## Problem to work on:
Where does the string "transaction" appear in the records? Copy each line that holds it.

== Records to use ==

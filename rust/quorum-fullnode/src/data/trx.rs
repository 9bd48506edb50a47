use base64::{engine::general_purpose::STANDARD, Engine as _};
use serde::{Deserialize, Serialize};
use serde_json::Value;
use strum_macros::{AsRefStr, Display, EnumIter, EnumString};

use super::{GroupId, Pubkey, TrxId};

/// The transaction categories understood by the node's authorization surface
#[derive(
    Debug,
    Clone,
    Copy,
    PartialEq,
    Eq,
    Hash,
    Serialize,
    Deserialize,
    Display,
    EnumString,
    EnumIter,
    AsRefStr,
)]
#[serde(rename_all = "SCREAMING_SNAKE_CASE")]
#[strum(serialize_all = "SCREAMING_SNAKE_CASE", ascii_case_insensitive)]
pub enum TrxType {
    Post,
    Announce,
    ReqBlockForward,
    ReqBlockBackward,
    BlockSynced,
    BlockProduced,
    AskPeerid,
}

/// A transaction record as the node returns it. `Data` arrives as
/// base64-encoded JSON; see [Trx::decode_data].
#[derive(Debug, Clone, Serialize, Deserialize)]
pub struct Trx {
    #[serde(rename = "TrxId")]
    pub trx_id: TrxId,
    #[serde(rename = "Type", default)]
    pub kind: Option<String>,
    #[serde(rename = "GroupId", default)]
    pub group_id: Option<GroupId>,
    #[serde(rename = "Data", default)]
    pub data: Option<Value>,
    #[serde(rename = "TimeStamp", default)]
    pub timestamp: Option<i64>,
    #[serde(rename = "Version", default)]
    pub version: Option<String>,
    #[serde(rename = "Expired", default)]
    pub expired: Option<i64>,
    #[serde(rename = "SenderPubkey", default)]
    pub sender_pubkey: Option<Pubkey>,
    #[serde(rename = "SenderSign", default)]
    pub sender_sign: Option<String>,
}

impl Trx {
    /// Replace the base64-encoded `Data` payload with its decoded JSON form.
    /// Trxs from private groups may not be decodable by non-members; those
    /// payloads are left untouched.
    pub fn decode_data(&mut self) {
        let encoded = match &self.data {
            Some(Value::String(encoded)) => encoded.clone(),
            _ => return,
        };

        let decoded = STANDARD
            .decode(&encoded)
            .map_err(anyhow::Error::from)
            .and_then(|bytes| serde_json::from_slice(&bytes).map_err(anyhow::Error::from));

        match decoded {
            Ok(data) => self.data = Some(data),
            Err(error) => warn!("Failed to decode data of trx {}: {}", self.trx_id, error),
        }
    }
}

#[derive(Debug, Clone, Serialize, Deserialize)]
pub struct TrxResponse {
    pub trx_id: TrxId,
}

#[derive(Debug, Clone, Serialize, Deserialize)]
pub struct AckPayload {
    pub trx_ids: Vec<TrxId>,
}

/// A block on a group's chain, from `GET /api/v1/block/{group_id}/{block_id}`
#[derive(Debug, Clone, Serialize, Deserialize)]
pub struct Block {
    #[serde(rename = "BlockId")]
    pub block_id: String,
    #[serde(rename = "GroupId", default)]
    pub group_id: Option<GroupId>,
    #[serde(rename = "Epoch", default)]
    pub epoch: Option<i64>,
    #[serde(rename = "PrevHash", default)]
    pub prev_hash: Option<String>,
    #[serde(rename = "ProducerPubkey", default)]
    pub producer_pubkey: Option<Pubkey>,
    #[serde(rename = "Trxs", default)]
    pub trxs: Option<Vec<Trx>>,
    #[serde(rename = "Hash", default)]
    pub hash: Option<String>,
    #[serde(rename = "Signature", default)]
    pub signature: Option<String>,
    #[serde(rename = "TimeStamp", default)]
    pub timestamp: Option<i64>,
}

/// One entry of the node's outbound publishing queue
#[derive(Debug, Clone, Serialize, Deserialize)]
pub struct PubQueueItem {
    #[serde(rename = "GroupId", default)]
    pub group_id: Option<GroupId>,
    #[serde(rename = "State")]
    pub state: String,
    #[serde(rename = "RetryCount", default)]
    pub retry_count: Option<i64>,
    #[serde(rename = "UpdateAt", default)]
    pub update_at: Option<i64>,
    #[serde(rename = "Trx")]
    pub trx: Trx,
}

/// The state value the node assigns to queue entries it has given up on
pub const PUB_QUEUE_STATE_FAIL: &str = "FAIL";

#[derive(Debug, Clone, Serialize, Deserialize)]
pub struct PubQueueResponse {
    #[serde(rename = "GroupId", default)]
    pub group_id: Option<GroupId>,
    #[serde(rename = "Data", default)]
    pub data: Vec<PubQueueItem>,
}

===

## Task solution:
/// The transaction categories understood by the node's authorization surface
/// A transaction record as the node returns it. `Data` arrives as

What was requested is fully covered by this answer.